> [Exercise details] Go through the records line by line from the top and repeat each one exactly, ending with the line that contains "assert_eq!(errors[0].field, TELEPHONE);".

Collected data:
----------
//! Contact details step: address and telephone.

use super::{
    FieldDef, StepContent, StepDefinition, commit_fields, populate_fields, validate_required,
};
use crate::types::{FieldError, FieldKind, Record, StepId, Submission};

pub const ADDRESS: &str = "field_address";
pub const TELEPHONE: &str = "field_telephone";

pub(crate) const FIELDS: &[FieldDef] = &[
    FieldDef {
        name: ADDRESS,
        label: "Address",
        kind: FieldKind::Text,
        required_message: "Please enter your address",
    },
    FieldDef {
        name: TELEPHONE,
        label: "Telephone",
        kind: FieldKind::Tel,
        required_message: "Please enter your telephone number",
    },
];

#[derive(Debug, Clone, Copy, Default)]
pub struct ContactDetailsStep;

impl StepDefinition for ContactDetailsStep {
    fn id(&self) -> StepId {
        StepId::ContactDetails
    }

    fn populate_surface(&self, record: &Record) -> StepContent {
        StepContent {
            fields: populate_fields(FIELDS, record),
            sections: Vec::new(),
        }
    }

    fn validate_step(&self, submission: &Submission) -> Vec<FieldError> {
        validate_required(FIELDS, submission)
    }

    fn commit_step(&self, submission: &Submission, record: &mut Record) {
        commit_fields(FIELDS, submission, record);
    }

    fn next_step(&self) -> Option<StepId> {
        Some(StepId::Review)
    }

    fn previous_step(&self) -> Option<StepId> {
        Some(StepId::PersonalDetails)
    }
}

#[cfg(test)]
mod tests {
    use super::*;

    #[test]
    fn blank_telephone_fails_validation() {
        let mut values = Submission::new();
        values.insert(ADDRESS.to_string(), "1 Main St".to_string());
        values.insert(TELEPHONE.to_string(), "  ".to_string());

        let errors = ContactDetailsStep.validate_step(&values);

        assert_eq!(errors.len(), 1);
        assert_eq!(errors[0].field, TELEPHONE);
        assert_eq!(errors[0].message, "Please enter your telephone number");
    }

    #[test]
    fn telephone_renders_as_tel() {
        let content = ContactDetailsStep.populate_surface(&Record::draft("application"));
        assert_eq!(content.fields[1].kind, FieldKind::Tel);
    }
}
----------
> [Exercise output]
//! Contact details step: address and telephone.

use super::{
    FieldDef, StepContent, StepDefinition, commit_fields, populate_fields, validate_required,
};
use crate::types::{FieldError, FieldKind, Record, StepId, Submission};

pub const ADDRESS: &str = "field_address";
pub const TELEPHONE: &str = "field_telephone";

pub(crate) const FIELDS: &[FieldDef] = &[
    FieldDef {
        name: ADDRESS,
        label: "Address",
        kind: FieldKind::Text,
        required_message: "Please enter your address",
    },
    FieldDef {
        name: TELEPHONE,
        label: "Telephone",
        kind: FieldKind::Tel,
        required_message: "Please enter your telephone number",
    },
];

#[derive(Debug, Clone, Copy, Default)]
pub struct ContactDetailsStep;

impl StepDefinition for ContactDetailsStep {
    fn id(&self) -> StepId {
        StepId::ContactDetails
    }

    fn populate_surface(&self, record: &Record) -> StepContent {
        StepContent {
            fields: populate_fields(FIELDS, record),
            sections: Vec::new(),
        }
    }

    fn validate_step(&self, submission: &Submission) -> Vec<FieldError> {
        validate_required(FIELDS, submission)
    }

    fn commit_step(&self, submission: &Submission, record: &mut Record) {
        commit_fields(FIELDS, submission, record);
    }

    fn next_step(&self) -> Option<StepId> {
        Some(StepId::Review)
    }

    fn previous_step(&self) -> Option<StepId> {
        Some(StepId::PersonalDetails)
    }
}

#[cfg(test)]
mod tests {
    use super::*;

    #[test]
    fn blank_telephone_fails_validation() {
        let mut values = Submission::new();
        values.insert(ADDRESS.to_string(), "1 Main St".to_string());
        values.insert(TELEPHONE.to_string(), "  ".to_string());

        let errors = ContactDetailsStep.validate_step(&values);

        assert_eq!(errors.len(), 1);
        assert_eq!(errors[0].field, TELEPHONE);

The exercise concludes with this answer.